A ação tomada por Gálvez Isso vem imediatamente após o anterior Procurador-Geral Délia Espinoza eleito novo reitor de Associação de Advogados de Lima (CAL). Também ocorre quando o atual proprietário do Ministério de Estado anunciou sua aposentadoria do referido sindicato por medo de ações disciplinares deontológicas contra ele, o que poderia levar à sua exclusão profissional.
“Esta semana vou renunciar ao cargo de membro da Ordem dos Advogados de Lima. Não é que ele tenha muito poder, mas pode iniciar o processo administrativo, buscando excluí-lo. Como causa conflito no trabalho, deve simplesmente ser evitado”, disse Gálvez em entrevista na semana passada. “Portanto, ele não tem autoridade sobre mim, no exercício das minhas funções de advogado.”

A razão
De acordo com o relatório de informações do projeto Tomas Gálveza actual redacção da Lei das Carreiras Fiscais permite que instituições fora do controlo disciplinar constitucional (JNJ e ANC), como as associações de advogados, “interfiram” no mandato dos juízes.
“Estes sindicatos podem violar as normas legais ao considerarem o poder punitivo que não têm, entendendo que o despedimento do exercício da advocacia profissional é um mecanismo indireto que a lei lhes permite destituir ou afastar do cargo o procurador que está no sistema judicial”, afirma o projeto.

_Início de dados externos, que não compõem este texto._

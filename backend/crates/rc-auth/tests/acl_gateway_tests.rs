//! ACL gateway behavior against a mock authorization endpoint.

use rc_auth::{AclDecision, AclGateway};

use serde_json::json;
use wiremock::matchers::{method, path};
use wiremock::{Mock, MockServer, ResponseTemplate};

async fn gateway_with_response(response: ResponseTemplate) -> (MockServer, AclGateway) {
    let server = MockServer::start().await;

    Mock::given(method("GET"))
        .and(path("/api/auth/p1/7.json"))
        .respond_with(response)
        .mount(&server)
        .await;

    let gateway = AclGateway::from_base_url(server.uri());
    (server, gateway)
}

#[tokio::test]
async fn given_check_true_when_checked_then_authorized() {
    let body = json!({ "result": { "check": true } });
    let (_server, gateway) = gateway_with_response(ResponseTemplate::new(200).set_body_json(body)).await;

    assert_eq!(gateway.check_access("p1", 7).await, AclDecision::Authorized);
}

#[tokio::test]
async fn given_check_false_when_checked_then_denied() {
    let body = json!({ "result": { "check": false } });
    let (_server, gateway) = gateway_with_response(ResponseTemplate::new(200).set_body_json(body)).await;

    assert_eq!(gateway.check_access("p1", 7).await, AclDecision::Denied);
}

#[tokio::test]
async fn given_malformed_body_when_checked_then_denied() {
    let (_server, gateway) =
        gateway_with_response(ResponseTemplate::new(200).set_body_string("not json")).await;

    assert_eq!(gateway.check_access("p1", 7).await, AclDecision::Denied);
}

#[tokio::test]
async fn given_body_missing_check_field_when_checked_then_denied() {
    let body = json!({ "result": {} });
    let (_server, gateway) = gateway_with_response(ResponseTemplate::new(200).set_body_json(body)).await;

    assert_eq!(gateway.check_access("p1", 7).await, AclDecision::Denied);
}

#[tokio::test]
async fn given_server_error_when_checked_then_denied() {
    let (_server, gateway) = gateway_with_response(ResponseTemplate::new(500)).await;

    assert_eq!(gateway.check_access("p1", 7).await, AclDecision::Denied);
}

#[tokio::test]
async fn given_unreachable_endpoint_when_checked_then_denied() {
    // Nothing listening on this port.
    let gateway = AclGateway::from_base_url("http://127.0.0.1:1");

    assert_eq!(gateway.check_access("p1", 7).await, AclDecision::Denied);
}

#[tokio::test]
async fn given_check_true_when_different_user_requested_then_path_is_per_user() {
    let server = MockServer::start().await;

    Mock::given(method("GET"))
        .and(path("/api/auth/p1/8.json"))
        .respond_with(
            ResponseTemplate::new(200).set_body_json(json!({ "result": { "check": true } })),
        )
        .mount(&server)
        .await;

    let gateway = AclGateway::from_base_url(server.uri());

    // The mocked path only covers user 8; user 7 falls through to 404.
    assert_eq!(gateway.check_access("p1", 8).await, AclDecision::Authorized);
    assert_eq!(gateway.check_access("p1", 7).await, AclDecision::Denied);
}
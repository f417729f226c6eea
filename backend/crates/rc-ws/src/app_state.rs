use crate::{
    ConnectionConfig, ConnectionRegistry, Metrics, ShutdownCoordinator, WebSocketConnection,
};

use rc_auth::{AclGateway, HandshakeAuthorizer, is_cross_origin};

use std::sync::Arc;
use std::sync::atomic::{AtomicUsize, Ordering};

use axum::{
    extract::{
        State,
        ws::{WebSocket, WebSocketUpgrade},
    },
    http::{HeaderMap, StatusCode, header},
    response::Response,
};
use log::{debug, error, warn};

/// Shared application state for WebSocket handlers
#[derive(Clone)]
pub struct AppState {
    pub authorizer: Arc<HandshakeAuthorizer>,
    pub acl: Arc<AclGateway>,
    /// One registry shard per worker; a connection is pinned to its
    /// shard at upgrade time.
    pub shards: Vec<ConnectionRegistry>,
    pub next_shard: Arc<AtomicUsize>,
    pub metrics: Metrics,
    pub shutdown: ShutdownCoordinator,
    pub config: ConnectionConfig,
}

impl AppState {
    pub fn new(
        authorizer: Arc<HandshakeAuthorizer>,
        acl: Arc<AclGateway>,
        shards: Vec<ConnectionRegistry>,
        metrics: Metrics,
        shutdown: ShutdownCoordinator,
        config: ConnectionConfig,
    ) -> Self {
        // Round-robin pinning indexes modulo the shard count
        assert!(!shards.is_empty(), "at least one registry shard required");

        Self {
            authorizer,
            acl,
            shards,
            next_shard: Arc::new(AtomicUsize::new(0)),
            metrics,
            shutdown,
            config,
        }
    }
}

/// WebSocket upgrade handler. Admission runs before the channel is
/// established; a rejected handshake never reaches `on_upgrade`.
pub async fn handler(
    State(state): State<AppState>,
    headers: HeaderMap,
    ws: WebSocketUpgrade,
) -> Result<Response, StatusCode> {
    let host = header_str(&headers, header::HOST);
    let origin = header_str(&headers, header::ORIGIN);
    let cookie = header_str(&headers, header::COOKIE);

    let cross_origin = is_cross_origin(origin, &state.authorizer.policy().host);
    if let Err(e) = state.authorizer.authorize(host, cross_origin, cookie).await {
        warn!("Admission denied: {e}");
        state.metrics.admission_denied(e.reason());
        return Err(StatusCode::UNAUTHORIZED);
    }

    // Pin the connection to a worker shard round-robin
    let index = state.next_shard.fetch_add(1, Ordering::Relaxed) % state.shards.len();
    let shard = state.shards[index].clone();
    if !shard.has_capacity().await {
        warn!("Shard {index} at connection limit, refusing upgrade");
        return Err(StatusCode::SERVICE_UNAVAILABLE);
    }

    debug!("Admitted WebSocket upgrade on shard {index}");
    Ok(ws.on_upgrade(move |socket| handle_socket(socket, shard, state)))
}

/// Handle WebSocket connection after upgrade
async fn handle_socket(socket: WebSocket, shard: ConnectionRegistry, state: AppState) {
    let shutdown_guard = state.shutdown.subscribe_guard();

    let connection = WebSocketConnection::new(
        shard,
        Arc::clone(&state.acl),
        state.config.clone(),
        state.metrics.clone(),
    );

    if let Err(e) = connection.handle(socket, shutdown_guard).await {
        error!("Connection error: {e}");
        state.metrics.error_occurred(e.error_code());
    }
}

fn header_str(headers: &HeaderMap, name: header::HeaderName) -> Option<&str> {
    headers.get(name).and_then(|value| value.to_str().ok())
}
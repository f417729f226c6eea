use crate::{LogLevel, LoggingConfig};

use std::str::FromStr;

use log::LevelFilter;

#[test]
fn given_known_level_names_when_parsed_then_case_insensitive() {
    assert_eq!(*LogLevel::from_str("trace").unwrap(), LevelFilter::Trace);
    assert_eq!(*LogLevel::from_str("WARN").unwrap(), LevelFilter::Warn);
    assert_eq!(*LogLevel::from_str("Off").unwrap(), LevelFilter::Off);
}

#[test]
fn given_unknown_level_name_when_parsed_then_config_error() {
    let err = LogLevel::from_str("verbose").unwrap_err();

    assert!(err.to_string().contains("unknown log level 'verbose'"));
}

#[test]
fn given_logging_section_with_valid_level_when_deserialized_then_applied() {
    let config: LoggingConfig = toml::from_str(r#"level = "debug""#).unwrap();

    assert_eq!(*config.level, LevelFilter::Debug);
}

#[test]
fn given_logging_section_with_bad_level_when_deserialized_then_rejected() {
    let result: Result<LoggingConfig, _> = toml::from_str(r#"level = "verbose""#);

    assert!(result.is_err());
}
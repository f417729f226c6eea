use crate::{AuthError, Result as AuthErrorResult, SessionStore, cookies, namespaced_key};

use std::panic::Location;
use std::sync::Arc;

use error_location::ErrorLocation;
use log::debug;
use rc_config::SessionStoreConfig;

/// Static inputs of the admission check, derived from configuration.
#[derive(Debug, Clone)]
pub struct HandshakePolicy {
    /// Host clients must present; the listening port is appended for
    /// cross-origin requests.
    pub host: String,
    pub port: u16,
    /// Cookie name carrying the session token
    pub session_key: String,
    /// Optional store key namespace
    pub namespace: Option<String>,
    /// Admission polarity; `false` inverts the store lookup and admits
    /// only tokens with no session entry.
    pub admit_on_presence: bool,
}

impl HandshakePolicy {
    pub fn new(host: impl Into<String>, port: u16, session: &SessionStoreConfig) -> Self {
        Self {
            host: host.into(),
            port,
            session_key: session.session_key.clone(),
            namespace: session.namespace.clone(),
            admit_on_presence: session.admit_on_presence,
        }
    }
}

/// Decide whether a request crossed an origin boundary: an `Origin`
/// header naming any host other than the configured one.
pub fn is_cross_origin(origin_header: Option<&str>, configured_host: &str) -> bool {
    let Some(origin) = origin_header else {
        return false;
    };

    let without_scheme = origin.split_once("://").map_or(origin, |(_, rest)| rest);
    let host = without_scheme
        .split([':', '/'])
        .next()
        .unwrap_or(without_scheme);

    host != configured_host
}

/// Admits or rejects a connection attempt before the real-time channel
/// is established. One-shot: suspends only on the store round-trip.
pub struct HandshakeAuthorizer {
    store: Arc<dyn SessionStore>,
    policy: HandshakePolicy,
}

impl HandshakeAuthorizer {
    pub fn new(store: Arc<dyn SessionStore>, policy: HandshakePolicy) -> Self {
        Self { store, policy }
    }

    pub fn policy(&self) -> &HandshakePolicy {
        &self.policy
    }

    /// Run the admission checks in order: host, cookie, session key,
    /// store lookup against the admission polarity.
    pub async fn authorize(
        &self,
        host_header: Option<&str>,
        cross_origin: bool,
        cookie_header: Option<&str>,
    ) -> AuthErrorResult<()> {
        let expected = if cross_origin {
            format!("{}:{}", self.policy.host, self.policy.port)
        } else {
            self.policy.host.clone()
        };

        let actual = host_header.unwrap_or_default();
        if actual != expected {
            return Err(AuthError::HostMismatch {
                expected,
                actual: actual.to_string(),
                location: ErrorLocation::from(Location::caller()),
            });
        }

        let token = cookies::session_token(cookie_header, &self.policy.session_key)?;
        let key = namespaced_key(self.policy.namespace.as_deref(), &token);

        let found = self.store.exists(&key).await?;

        if found != self.policy.admit_on_presence {
            debug!(
                "Admission rejected: lookup {} with admit_on_presence={}",
                if found { "hit" } else { "miss" },
                self.policy.admit_on_presence
            );
            return Err(AuthError::SessionRejected {
                location: ErrorLocation::from(Location::caller()),
            });
        }

        Ok(())
    }
}
//! Activity messages are published on the shared bus by external actors
//! as UTF-8 JSON. The only field the real-time tier interprets is
//! `project.access_token`, which names the target room; everything else
//! is opaque and forwarded verbatim.

use serde_json::Value;

/// Extract the room identifier from a parsed activity message.
///
/// Returns `None` when the message has no `project` object or no
/// string `access_token` inside it; such messages must never trigger
/// an emission.
pub fn access_token(message: &Value) -> Option<&str> {
    message.get("project")?.get("access_token")?.as_str()
}
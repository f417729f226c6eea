use crate::{DEFAULT_LOG_DIRECTORY, DEFAULT_LOG_LEVEL, LogLevel};

use serde::Deserialize;

#[derive(Debug, Clone, Deserialize)]
#[serde(default)]
pub struct LoggingConfig {
    pub level: LogLevel,
    pub dir: String,
    /// Log file name inside `dir`; None logs to stdout
    pub file: Option<String>,
    pub colored: bool,
}

impl Default for LoggingConfig {
    fn default() -> Self {
        Self {
            level: LogLevel(DEFAULT_LOG_LEVEL),
            dir: String::from(DEFAULT_LOG_DIRECTORY),
            file: None,
            colored: true,
        }
    }
}
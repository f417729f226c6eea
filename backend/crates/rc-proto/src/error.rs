use std::panic::Location;

use error_location::ErrorLocation;
use thiserror::Error;

#[derive(Error, Debug)]
pub enum ProtoError {
    #[error("JSON decode failed: {source} {location}")]
    Json {
        #[source]
        source: serde_json::Error,
        location: ErrorLocation,
    },

    #[error("Transit decode failed: {source} {location}")]
    Transit {
        #[source]
        source: base64::DecodeError,
        location: ErrorLocation,
    },

    #[error("Transit payload is not valid UTF-8 {location}")]
    Utf8 { location: ErrorLocation },
}

impl From<serde_json::Error> for ProtoError {
    #[track_caller]
    fn from(source: serde_json::Error) -> Self {
        Self::Json {
            source,
            location: ErrorLocation::from(Location::caller()),
        }
    }
}

impl From<base64::DecodeError> for ProtoError {
    #[track_caller]
    fn from(source: base64::DecodeError) -> Self {
        Self::Transit {
            source,
            location: ErrorLocation::from(Location::caller()),
        }
    }
}

pub type Result<T> = std::result::Result<T, ProtoError>;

Gálvez argumenta que o fato de um promotor poder ser destituído do cargo por não ter autorização vigente é um sistema indireto que viola a lei. independência e proteção jurídica o sistema judicial.
O documento confirmou que o impeachment imposto pela Ordem dos Advogados “não constitui motivo suficiente para afastar um juiz do Ministério Público”. Para o Ministério Público Nacional, permitir que um sindicato profissional tenha a oportunidade de destituir um procurador é considerado um “registo do trabalho disciplinar” que deveria ser feito pelo JNJ e pela ANC.
NÃO BEM SUCEDIDO
Ao eliminar os excessos que vinculam a competência profissional à sustentabilidade, o projeto busca evitar “interpretações deliberadas” que coloquem em risco o trabalho dos procuradores por decisões éticas. Se esta reforma for aprovada, a adesão passará a ser uma mera exigência legal, protegendo os procuradores de quaisquer medidas punitivas de associações profissionais, como a que agora liderará. Délia Espinoza.
O projeto foi submetido à Comissão do Congresso sobre a Constituição, um grupo de trabalho presidido por Fujimori.
Recentemente, Tomas Gálvez Foi proposto perante a referida comissão apoiar o projeto de lei orgânica do ministério público.